The data should be duplicated exactly, with every word kept as it is.

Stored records
****
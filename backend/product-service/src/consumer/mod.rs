mod order_consumer;

pub use order_consumer::OrderCreatedHandler;
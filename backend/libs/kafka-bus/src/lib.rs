//! Kafka plumbing shared by every service: a JSON event producer with DLQ
//! support and a per-topic consumer loop with retry, exponential backoff
//! and dead-lettering.
//!
//! Delivery is at-least-once. The consumer commits an offset only after the
//! handler succeeded or the message was routed to the DLQ, so a crash
//! mid-processing redelivers; duplicate deliveries are absorbed downstream
//! by the idempotency layer.

mod consumer;
mod error;
mod producer;

pub use consumer::{EventConsumer, MessageHandler, RetryPolicy};
pub use error::{BusError, BusResult};
pub use producer::{DlqMessage, EventProducer};
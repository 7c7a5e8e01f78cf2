mod users;

pub use users::{create_user, get_user, health, list_users, update_user};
****
_Result for this task_.
filename backend/product-service/src/consumer/mod.rs
mod order_consumer;

pub use order_consumer::OrderCreatedHandler;
filename backend/libs/kafka-bus/src/lib.rs
//! Kafka plumbing shared by every service: a JSON event producer with DLQ
//! support and a per-topic consumer loop with retry, exponential backoff
//! and dead-lettering.
//!
//! Delivery is at-least-once. The consumer commits an offset only after the
//! handler succeeded or the message was routed to the DLQ, so a crash
//! mid-processing redelivers; duplicate deliveries are absorbed downstream
//! by the idempotency layer.

mod consumer;
mod error;
mod producer;

pub use consumer::{EventConsumer, MessageHandler, RetryPolicy};
pub use error::{BusError, BusResult};
pub use producer::{DlqMessage, EventProducer};
repository 7c7a5e8e01f78cf2
mod users;

pub use users::{create_user, get_user, health, list_users, update_user};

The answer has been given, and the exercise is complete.